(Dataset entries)
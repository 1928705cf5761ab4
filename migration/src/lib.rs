pub use sea_orm_migration::prelude::*;

mod m20250301_000001_policy_schema;
mod m20250315_000001_add_overrides;

pub struct Migrator;

#[async_trait::async_trait]
impl MigratorTrait for Migrator {
    fn migrations() -> Vec<Box<dyn MigrationTrait>> {
        vec![
            Box::new(m20250301_000001_policy_schema::Migration),
            Box::new(m20250315_000001_add_overrides::Migration),
        ]
    }
}
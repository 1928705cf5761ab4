//! Attribute conditions attached to permissions.
//!
//! The grammar is closed:
//! - `time_window`: half-open `[from, until)`, either bound optional
//! - `equals` / `not_equals`: compare a context attribute with a literal
//! - `in_set`: attribute is one of a list of literals
//! - `all` / `any` / `not`: boolean combinators
//!
//! Evaluation is total. A predicate over an attribute missing from the context
//! is false, and stays false under `not`, so absent data never grants access.
//! For the same reason absent data never lifts a deny: [`Condition::refuted`]
//! only holds when the context positively contradicts the condition.

use chrono::{DateTime, Utc};
use serde::{Deserialize, Serialize};
use serde_json::Value;

use crate::authz::errors::AuthzError;
use crate::authz::types::AttributeContext;

const MAX_DEPTH: usize = 16;

#[derive(Debug, Clone, PartialEq, Serialize, Deserialize)]
#[serde(tag = "op", rename_all = "snake_case")]
pub enum Condition {
    TimeWindow {
        #[serde(default)]
        from: Option<DateTime<Utc>>,
        #[serde(default)]
        until: Option<DateTime<Utc>>,
    },
    Equals {
        attribute: String,
        value: Value,
    },
    NotEquals {
        attribute: String,
        value: Value,
    },
    InSet {
        attribute: String,
        values: Vec<Value>,
    },
    All {
        conditions: Vec<Condition>,
    },
    Any {
        conditions: Vec<Condition>,
    },
    Not {
        condition: Box<Condition>,
    },
}

/// Three-valued result used internally so that `not` over a missing attribute
/// does not flip into a grant.
#[derive(Debug, Clone, Copy, PartialEq, Eq)]
enum Truth {
    True,
    False,
    Missing,
}

impl Truth {
    fn from_bool(b: bool) -> Self {
        if b {
            Truth::True
        } else {
            Truth::False
        }
    }
}

impl Condition {
    pub fn time_window(from: Option<DateTime<Utc>>, until: Option<DateTime<Utc>>) -> Self {
        Condition::TimeWindow { from, until }
    }

    pub fn equals(attribute: &str, value: impl Into<Value>) -> Self {
        Condition::Equals {
            attribute: attribute.to_string(),
            value: value.into(),
        }
    }

    pub fn not_equals(attribute: &str, value: impl Into<Value>) -> Self {
        Condition::NotEquals {
            attribute: attribute.to_string(),
            value: value.into(),
        }
    }

    pub fn in_set(attribute: &str, values: Vec<Value>) -> Self {
        Condition::InSet {
            attribute: attribute.to_string(),
            values,
        }
    }

    pub fn all(conditions: Vec<Condition>) -> Self {
        Condition::All { conditions }
    }

    pub fn any(conditions: Vec<Condition>) -> Self {
        Condition::Any { conditions }
    }

    #[allow(clippy::should_implement_trait)]
    pub fn not(condition: Condition) -> Self {
        Condition::Not {
            condition: Box::new(condition),
        }
    }

    /// Evaluate against `context` at instant `at`.
    pub fn evaluate(&self, context: &AttributeContext, at: DateTime<Utc>) -> bool {
        self.truth(context, at) == Truth::True
    }

    /// Whether `context` at `at` definitely fails the condition. Missing
    /// attributes leave it unrefuted.
    pub fn refuted(&self, context: &AttributeContext, at: DateTime<Utc>) -> bool {
        self.truth(context, at) == Truth::False
    }

    fn truth(&self, context: &AttributeContext, at: DateTime<Utc>) -> Truth {
        match self {
            Condition::TimeWindow { from, until } => Truth::from_bool(
                from.is_none_or(|f| f <= at) && until.is_none_or(|u| at < u),
            ),
            Condition::Equals { attribute, value } => match lookup(context, attribute) {
                Some(actual) => Truth::from_bool(values_equal(actual, value)),
                None => Truth::Missing,
            },
            Condition::NotEquals { attribute, value } => match lookup(context, attribute) {
                Some(actual) => Truth::from_bool(!values_equal(actual, value)),
                None => Truth::Missing,
            },
            Condition::InSet { attribute, values } => match lookup(context, attribute) {
                Some(actual) => Truth::from_bool(values.iter().any(|v| values_equal(actual, v))),
                None => Truth::Missing,
            },
            Condition::All { conditions } => {
                let mut result = Truth::True;
                for c in conditions {
                    match c.truth(context, at) {
                        Truth::True => {}
                        Truth::False => return Truth::False,
                        Truth::Missing => result = Truth::Missing,
                    }
                }
                result
            }
            Condition::Any { conditions } => {
                let mut result = Truth::False;
                for c in conditions {
                    match c.truth(context, at) {
                        Truth::True => return Truth::True,
                        Truth::False => {}
                        Truth::Missing => result = Truth::Missing,
                    }
                }
                result
            }
            Condition::Not { condition } => match condition.truth(context, at) {
                Truth::True => Truth::False,
                Truth::False => Truth::True,
                Truth::Missing => Truth::Missing,
            },
        }
    }

    /// Whether the outcome depends on caller-supplied attributes (as opposed to
    /// only the clock).
    pub fn references_attributes(&self) -> bool {
        match self {
            Condition::TimeWindow { .. } => false,
            Condition::Equals { .. } | Condition::NotEquals { .. } | Condition::InSet { .. } => {
                true
            }
            Condition::All { conditions } | Condition::Any { conditions } => {
                conditions.iter().any(Condition::references_attributes)
            }
            Condition::Not { condition } => condition.references_attributes(),
        }
    }

    pub fn references_time(&self) -> bool {
        match self {
            Condition::TimeWindow { .. } => true,
            Condition::Equals { .. } | Condition::NotEquals { .. } | Condition::InSet { .. } => {
                false
            }
            Condition::All { conditions } | Condition::Any { conditions } => {
                conditions.iter().any(Condition::references_time)
            }
            Condition::Not { condition } => condition.references_time(),
        }
    }

    /// Earliest time-window boundary strictly after `after`, i.e. the next
    /// instant at which the result of this condition may change on its own.
    pub fn next_transition(&self, after: DateTime<Utc>) -> Option<DateTime<Utc>> {
        match self {
            Condition::TimeWindow { from, until } => [*from, *until]
                .into_iter()
                .flatten()
                .filter(|t| *t > after)
                .min(),
            Condition::Equals { .. } | Condition::NotEquals { .. } | Condition::InSet { .. } => None,
            Condition::All { conditions } | Condition::Any { conditions } => conditions
                .iter()
                .filter_map(|c| c.next_transition(after))
                .min(),
            Condition::Not { condition } => condition.next_transition(after),
        }
    }

    /// Attributes referenced by this tree that are absent from `context`.
    pub fn missing_attributes<'a>(&'a self, context: &AttributeContext) -> Vec<&'a str> {
        let mut out = Vec::new();
        self.collect_missing(context, &mut out);
        out
    }

    fn collect_missing<'a>(&'a self, context: &AttributeContext, out: &mut Vec<&'a str>) {
        match self {
            Condition::TimeWindow { .. } => {}
            Condition::Equals { attribute, .. }
            | Condition::NotEquals { attribute, .. }
            | Condition::InSet { attribute, .. } => {
                if lookup(context, attribute).is_none() {
                    out.push(attribute);
                }
            }
            Condition::All { conditions } | Condition::Any { conditions } => {
                for c in conditions {
                    c.collect_missing(context, out);
                }
            }
            Condition::Not { condition } => condition.collect_missing(context, out),
        }
    }

    /// Structural validation applied when conditions are loaded.
    pub fn validate(&self) -> Result<(), AuthzError> {
        self.validate_at(0)
    }

    fn validate_at(&self, depth: usize) -> Result<(), AuthzError> {
        if depth >= MAX_DEPTH {
            return Err(AuthzError::InvalidCondition(format!(
                "condition nesting exceeds {MAX_DEPTH} levels"
            )));
        }
        match self {
            Condition::TimeWindow { from, until } => match (from, until) {
                (None, None) => Err(AuthzError::InvalidCondition(
                    "time window needs at least one of `from` or `until`".into(),
                )),
                (Some(f), Some(u)) if f >= u => Err(AuthzError::InvalidCondition(format!(
                    "time window is empty: from {f} is not before until {u}"
                ))),
                _ => Ok(()),
            },
            Condition::Equals { attribute, .. } | Condition::NotEquals { attribute, .. } => {
                check_attribute(attribute)
            }
            Condition::InSet { attribute, values } => {
                check_attribute(attribute)?;
                if values.is_empty() {
                    return Err(AuthzError::InvalidCondition(format!(
                        "`in_set` on `{attribute}` has no values"
                    )));
                }
                Ok(())
            }
            Condition::All { conditions } | Condition::Any { conditions } => {
                if conditions.is_empty() {
                    return Err(AuthzError::InvalidCondition(
                        "`all`/`any` requires at least one condition".into(),
                    ));
                }
                conditions.iter().try_for_each(|c| c.validate_at(depth + 1))
            }
            Condition::Not { condition } => condition.validate_at(depth + 1),
        }
    }
}

fn check_attribute(attribute: &str) -> Result<(), AuthzError> {
    if attribute.is_empty() || attribute.split('.').any(str::is_empty) {
        return Err(AuthzError::InvalidCondition(format!(
            "invalid attribute path `{attribute}`"
        )));
    }
    Ok(())
}

fn lookup<'c>(context: &'c AttributeContext, attribute: &str) -> Option<&'c Value> {
    match context.lookup(attribute) {
        Some(Value::Null) | None => None,
        Some(v) => Some(v),
    }
}

/// Numbers compare by value regardless of integer/float representation.
fn values_equal(a: &Value, b: &Value) -> bool {
    match (a, b) {
        (Value::Number(x), Value::Number(y)) => match (x.as_f64(), y.as_f64()) {
            (Some(x), Some(y)) => x == y,
            _ => x == y,
        },
        _ => a == b,
    }
}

Try it → Work through the records above. Copy every line with the string "Clone".

Answer section →
#[derive(Debug, Clone, PartialEq, Serialize, Deserialize)]
#[derive(Debug, Clone, Copy, PartialEq, Eq)]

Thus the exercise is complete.